Simple lies and complex truths


I went viral on Twitter last week.

Not on my business account, @Glass_Halo_Ltd, but on my own, rather more outspoken, personal account.

Tired and emotional following the EU Referendum, and the weeks of unedifying debate that preceded it, I lost my patience when I threw in my two pennyworth to the #BrexitIn5Words hashtag game.

Tweet: Simple Lies Beat Complex Truths Brexit

Simple lies beat complex truths

1,000 Likes and 673 Retweets later and my tweet had clearly hit a nerve.

I say “my” tweet but I suppose the French political writer Alexis de Tocqueville deserves some of the credit, having said something remarkably similar a mere 150 years earlier.

And this was a campaign littered with pithy – if questionable – key messages on both sides of the argument.

But the Leave campaign’s messages were simpler and, for a majority, more compelling.

From “£350m a week to the NHS” to “Taking back control” the messages resonated.

This, despite the £350m figure being thoroughly debunked early in the campaign.

£350m a week into the NHS

Trump’s triumph

The high impact of simple messaging is not a new phenomena and it’s no one-off.
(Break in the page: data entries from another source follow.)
//! Application configuration
//!
//! Built once at startup and handed to everything that talks to the API or
//! renders prices. Nothing reads the environment after that.
//!
//! Compile-time overrides (read by `option_env!`):
//! - `CATALOG_API_URL`: API base, e.g. `https://catalog.example.com`
//! - `CATALOG_STATIC_URL`: image base, defaults to `{api_base}/static`

use crate::shared::money_mask::{CurrencyFormat, MoneyMask};

const API_PORT: u16 = 3000;

#[derive(Debug, Clone, PartialEq, Eq)]
pub struct AppConfig {
    pub api_base: String,
    pub static_base: String,
    pub currency: CurrencyFormat,
}

impl AppConfig {
    pub fn new(api_base: impl Into<String>, static_base: Option<String>) -> Self {
        let api_base = api_base.into().trim_end_matches('/').to_string();
        let static_base = static_base
            .map(|s| s.trim_end_matches('/').to_string())
            .unwrap_or_else(|| format!("{}/static", api_base));
        Self {
            api_base,
            static_base,
            currency: CurrencyFormat::BRL,
        }
    }

    /// Configuration from build-time variables, falling back to the page origin
    pub fn from_env() -> Self {
        let api_base = option_env!("CATALOG_API_URL")
            .map(str::to_string)
            .unwrap_or_else(window_api_base);
        let static_base = option_env!("CATALOG_STATIC_URL").map(str::to_string);
        let config = Self::new(api_base, static_base);
        log::info!(
            "Catalog API at {} (static assets at {})",
            config.api_base,
            config.static_base
        );
        config
    }

    /// Build a full API URL from a path starting with `/`
    pub fn api_url(&self, path: &str) -> String {
        format!("{}{}", self.api_base, path)
    }

    pub fn money_mask(&self) -> MoneyMask {
        MoneyMask::new(self.currency)
    }
}

/// Same host as the page, API port.
/// Empty string if window is not available.
fn window_api_base() -> String {
    let window = match web_sys::window() {
        Some(w) => w,
        None => return String::new(),
    };
    let location = window.location();
    let protocol = location.protocol().unwrap_or_else(|_| "http:".to_string());
    let hostname = location
        .hostname()
        .unwrap_or_else(|_| "127.0.0.1".to_string());
    format!("{}//{}:{}", protocol, hostname, API_PORT)
}

#[cfg(test)]
mod tests {
    use super::*;

    #[test]
    fn test_static_base_defaults_under_api() {
        let config = AppConfig::new("http://localhost:3000/", None);
        assert_eq!(config.api_base, "http://localhost:3000");
        assert_eq!(config.static_base, "http://localhost:3000/static");
        assert_eq!(config.api_url("/products"), "http://localhost:3000/products");
    }

    #[test]
    fn test_explicit_static_base() {
        let config = AppConfig::new(
            "https://api.example.com",
            Some("https://cdn.example.com/img/".to_string()),
        );
        assert_eq!(config.static_base, "https://cdn.example.com/img");
        assert_eq!(config.currency, CurrencyFormat::BRL);
    }
}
Donald Trump’s meteoric, and for many disturbing, rise to become the Republican’s presidential hopeful was assisted by a simple rhetoric that engaged with people.

Analysis of Trump’s speeches shows he uses the grammar of an eleven-year-old.
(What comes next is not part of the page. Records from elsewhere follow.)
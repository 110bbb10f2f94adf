use super::model::{FormField, FormMode, EAN_LENGTH};
use super::view_model::ProductDetailsViewModel;
use crate::domain::a001_product::api::ProductApi;
use crate::shared::config::AppConfig;
use crate::shared::icons::icon;
use crate::shared::toast::use_toast;
use contracts::domain::a001_product::{ProductId, SalesLocation};
use contracts::domain::common::AggregateId;
use leptos::prelude::*;
use leptos_router::components::A;
use leptos_router::hooks::{use_navigate, use_params_map};
use std::rc::Rc;
use thaw::*;

fn field_error(vm: &ProductDetailsViewModel, field: FormField) -> impl IntoView {
    let vm = vm.clone();
    move || {
        vm.field_error(field)
            .map(|message| view! { <span class="field-error">{message}</span> })
    }
}

#[component]
pub fn ProductDetails(
    mode: FormMode,
    on_saved: Rc<dyn Fn(())>,
    on_cancel: Rc<dyn Fn(())>,
) -> impl IntoView {
    let config = use_context::<AppConfig>().expect("AppConfig not provided in context");
    let vm = ProductDetailsViewModel::new(
        mode,
        ProductApi::new(config.clone()),
        config.money_mask(),
        use_toast(),
    );
    vm.load_if_needed();

    let vm_clone = vm.clone();

    view! {
        <div class="page details-container product-details">
            <div class="page__header">
                <h1 class="page__title">
                    {if vm.is_edit_mode() { "Editar Produto" } else { "Cadastrar Produto" }}
                </h1>
            </div>

            {
                let vm = vm_clone.clone();
                move || {
                    vm.loading.get().then(|| view! {
                        <Flex justify=FlexJustify::Center class="page__loading">
                            <Spinner />
                            <span class="page__loading-text">"Carregando..."</span>
                        </Flex>
                    })
                }
            }

            <form
                class="details-form"
                class:hidden={
                    let vm = vm_clone.clone();
                    move || vm.loading.get()
                }
                on:submit={
                    let vm = vm_clone.clone();
                    let on_saved = on_saved.clone();
                    move |ev: leptos::ev::SubmitEvent| {
                        ev.prevent_default();
                        vm.submit(on_saved.clone());
                    }
                }
            >
                <div class="form-group">
                    <label for="product-name">"Nome do Produto"</label>
                    <input
                        type="text"
                        id="product-name"
                        placeholder="Informe o nome do produto"
                        prop:value={
                            let vm = vm_clone.clone();
                            move || vm.form.with(|f| f.name.clone())
                        }
                        on:input={
                            let vm = vm_clone.clone();
                            move |ev| vm.set_name(event_target_value(&ev))
                        }
                    />
                    {field_error(&vm_clone, FormField::Name)}
                </div>

                <div class="form-row">
                    <div class="form-group">
                        <label for="product-ean">"EAN"</label>
                        <input
                            type="text"
                            id="product-ean"
                            inputmode="numeric"
                            maxlength=EAN_LENGTH.to_string()
                            placeholder="0000000000000"
                            prop:value={
                                let vm = vm_clone.clone();
                                move || vm.form.with(|f| f.ean.clone())
                            }
                            on:input={
                                let vm = vm_clone.clone();
                                move |ev| vm.set_ean(event_target_value(&ev))
                            }
                        />
                        {
                            let vm = vm_clone.clone();
                            move || {
                                vm.ean_check
                                    .with(|c| c.is_checking())
                                    .then(|| view! { <span class="field-hint">"Verificando EAN..."</span> })
                            }
                        }
                        {field_error(&vm_clone, FormField::Ean)}
                    </div>

                    <div class="form-group">
                        <label for="product-price">"Valor"</label>
                        <input
                            type="text"
                            id="product-price"
                            inputmode="numeric"
                            prop:value={
                                let vm = vm_clone.clone();
                                move || vm.form.with(|f| f.price.clone())
                            }
                            on:input={
                                let vm = vm_clone.clone();
                                move |ev| vm.set_price(event_target_value(&ev))
                            }
                        />
                        {field_error(&vm_clone, FormField::Price)}
                    </div>
                </div>

                <div class="form-group">
                    <label for="product-description">"Descrição"</label>
                    <textarea
                        id="product-description"
                        rows="4"
                        placeholder="Descreva o produto"
                        prop:value={
                            let vm = vm_clone.clone();
                            move || vm.form.with(|f| f.description.clone())
                        }
                        on:input={
                            let vm = vm_clone.clone();
                            move |ev| vm.set_description(event_target_value(&ev))
                        }
                    />
                    {field_error(&vm_clone, FormField::Description)}
                </div>

                <div class="form-group">
                    <label for="product-image">"Imagem"</label>
                    <input
                        type="file"
                        id="product-image"
                        accept="image/*"
                        on:change={
                            let vm = vm_clone.clone();
                            move |ev| {
                                let input: web_sys::HtmlInputElement = event_target(&ev);
                                let file = input.files().and_then(|files| files.get(0));
                                vm.set_image(file);
                            }
                        }
                    />
                    {
                        let vm = vm_clone.clone();
                        move || {
                            vm.image_name
                                .get()
                                .map(|name| view! { <span class="field-hint">{name}</span> })
                        }
                    }
                    {field_error(&vm_clone, FormField::Image)}
                </div>

                <div class="form-group form-group--inline">
                    <label>"Local de Venda:"</label>
                    {SalesLocation::ALL
                        .iter()
                        .map(|location| {
                            let location = *location;
                            let id = format!("product-location-{}", location.as_str());
                            let vm_checked = vm_clone.clone();
                            let vm_change = vm_clone.clone();
                            view! {
                                <span class="radio-option">
                                    <input
                                        type="radio"
                                        id=id.clone()
                                        name="sales_location"
                                        value=location.as_str()
                                        prop:checked=move || {
                                            vm_checked.form.with(|f| f.sales_location == Some(location))
                                        }
                                        on:change=move |_| vm_change.set_sales_location(location)
                                    />
                                    <label for=id>{location.label()}</label>
                                </span>
                            }
                        })
                        .collect_view()}
                    {field_error(&vm_clone, FormField::SalesLocation)}
                </div>

                {vm_clone.is_edit_mode().then(|| {
                    [(true, "Ativo"), (false, "Inativo")]
                        .into_iter()
                        .map(|(active, label)| {
                            let id = format!("product-active-{}", active);
                            let vm_checked = vm_clone.clone();
                            let vm_change = vm_clone.clone();
                            view! {
                                <span class="radio-option">
                                    <input
                                        type="radio"
                                        id=id.clone()
                                        name="active"
                                        prop:checked=move || vm_checked.form.with(|f| f.active == active)
                                        on:change=move |_| vm_change.set_active(active)
                                    />
                                    <label for=id>{label}</label>
                                </span>
                            }
                        })
                        .collect_view()
                })
                .map(|options| view! {
                    <div class="form-group form-group--inline">
                        <label>"Situação:"</label>
                        {options}
                    </div>
                })}

                <div class="details-actions">
                    <button
                        type="submit"
                        class="btn btn-primary"
                        disabled={
                            let vm = vm_clone.clone();
                            move || !vm.can_submit()
                        }
                    >
                        {icon("save")}
                        {
                            let vm = vm_clone.clone();
                            move || {
                                if vm.submitting.get() {
                                    "Salvando..."
                                } else if vm.is_edit_mode() {
                                    "Salvar Alterações"
                                } else {
                                    "Cadastrar Produto"
                                }
                            }
                        }
                    </button>
                    <button
                        type="button"
                        class="btn btn-secondary"
                        on:click=move |_| (on_cancel)(())
                    >
                        {icon("cancel")}
                        "Cancelar"
                    </button>
                </div>
            </form>
        </div>
    }
}

fn go_home() -> Rc<dyn Fn(())> {
    let navigate = use_navigate();
    Rc::new(move |_| navigate("/", Default::default()))
}

#[component]
pub fn ProductCreatePage() -> impl IntoView {
    let on_done = go_home();
    view! { <ProductDetails mode=FormMode::Create on_saved=on_done.clone() on_cancel=on_done /> }
}

#[component]
pub fn ProductEditPage() -> impl IntoView {
    let params = use_params_map();
    let id = params
        .read_untracked()
        .get("id")
        .and_then(|raw| ProductId::from_string(&raw).ok());
    let on_done = go_home();

    match id {
        Some(id) => view! {
            <ProductDetails mode=FormMode::Edit(id) on_saved=on_done.clone() on_cancel=on_done />
        }
        .into_any(),
        None => {
            log::warn!("edit route without a valid product id");
            view! {
                <div class="page">
                    <p>"Produto não encontrado."</p>
                    <A href="/">"Voltar para a lista"</A>
                </div>
            }
            .into_any()
        }
    }
}
use contracts::domain::a001_product::{
    CreateProductDto, ImageUploadResponse, Product, ProductId, ProductListQuery,
    ProductListResponse, UpdateProductDto,
};
use contracts::domain::common::AggregateId;
use gloo_net::http::{Request, Response};

use crate::shared::api_error::ApiError;
use crate::shared::config::AppConfig;

/// Render the list query, `?page=N[&search=..][&is_active=..][&sales_location=..]`
pub fn list_query_string(query: &ProductListQuery) -> Result<String, ApiError> {
    let qs = serde_qs::to_string(query).map_err(|e| ApiError::Serialize(e.to_string()))?;
    Ok(format!("?{}", qs))
}

fn ensure_ok(response: &Response) -> Result<(), ApiError> {
    if response.ok() {
        Ok(())
    } else {
        Err(ApiError::Status(response.status()))
    }
}

fn browser_err(e: wasm_bindgen::JsValue) -> ApiError {
    ApiError::Browser(format!("{e:?}"))
}

/// Client of the catalog API
#[derive(Debug, Clone, PartialEq)]
pub struct ProductApi {
    config: AppConfig,
}

impl ProductApi {
    pub fn new(config: AppConfig) -> Self {
        Self { config }
    }

    /// One page of products
    pub async fn list_products(
        &self,
        query: &ProductListQuery,
    ) -> Result<ProductListResponse, ApiError> {
        let url = self
            .config
            .api_url(&format!("/products{}", list_query_string(query)?));
        log::debug!("GET {}", url);

        let response = Request::get(&url).send().await?;
        ensure_ok(&response)?;
        Ok(response.json::<ProductListResponse>().await?)
    }

    pub async fn fetch_product(&self, id: ProductId) -> Result<Product, ApiError> {
        let url = self
            .config
            .api_url(&format!("/products/{}", id.as_string()));
        log::debug!("GET {}", url);

        let response = Request::get(&url).send().await?;
        ensure_ok(&response)?;
        Ok(response.json::<Product>().await?)
    }

    /// `Ok` when the EAN is free. A non-success status means it is already
    /// registered; transport failures come back as `ApiError::Network`.
    pub async fn validate_ean(&self, ean: &str) -> Result<(), ApiError> {
        let url = self
            .config
            .api_url(&format!("/validate/ean/{}", urlencoding::encode(ean)));
        log::debug!("GET {}", url);

        let response = Request::get(&url).send().await?;
        ensure_ok(&response)
    }

    /// Upload an image as multipart form data, returns the stored path
    pub async fn upload_image(&self, file: &web_sys::File) -> Result<String, ApiError> {
        let url = self.config.api_url("/images");
        log::debug!("POST {} ({} bytes)", url, file.size());

        let form = web_sys::FormData::new().map_err(browser_err)?;
        form.append_with_blob("file", file).map_err(browser_err)?;

        let response = Request::post(&url).body(form)?.send().await?;
        ensure_ok(&response)?;
        let uploaded = response.json::<ImageUploadResponse>().await?;
        Ok(uploaded.file_path)
    }

    pub async fn create_product(&self, dto: &CreateProductDto) -> Result<(), ApiError> {
        let url = self.config.api_url("/products");
        log::debug!("POST {}", url);

        let response = Request::post(&url).json(dto)?.send().await?;
        ensure_ok(&response)
    }

    pub async fn update_product(
        &self,
        id: ProductId,
        dto: &UpdateProductDto,
    ) -> Result<(), ApiError> {
        let url = self
            .config
            .api_url(&format!("/products/{}", id.as_string()));
        log::debug!("PUT {}", url);

        let response = Request::put(&url).json(dto)?.send().await?;
        ensure_ok(&response)
    }
}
He knows what he’s doing: 40% of Americans have basic literacy skills and these are the voters with whom Trump is connecting particularly effectively.

The Washington Post pointedly compares Trump’s blunt rhetoric with Hillary Clinton’s more verbose style:

Trump: “We can’t continue to allow China to rape our country”

Clinton: “We will throw the book at China for their illegal actions”

Trump’s words are short, visual, impactful and memorable.

“But what about Obama?” you might ask. “He is a master of oratory and doesn’t talk down to his audience.”

According to the same research Obama’s speeches require an eighth grader’s level of literacy.

Not quite Trump’s simplicity but not far off it.

Not only does simple language connect better with audiences, according to this research, it makes you seem smarter as well.

Simple truths for business

So if simple lies work so well in politics, imagine the power of simple truths in business.

Even if you are writing for a sophisticated business audience, resist the temptation to impress your reader with the extent of your vocabulary and dexterity with language.

Use (and if you mean ‘use’ say ‘use’ not ‘utilise’) short words, short sentences and short paragraphs. Keep it simple.

Does this mean you need to keep your copy short?

Not necessarily in my opinion.

Concise copy is important. And no one would suggest padding out copy with unnecessary words.

But if you need a lot of copy to fully describe the benefits of your product or service don’t be afraid to do so. Just make sure it’s an easy read.

Check out Mike Matthews’ Muscle for Life site for a cracking example of how to use long copy well.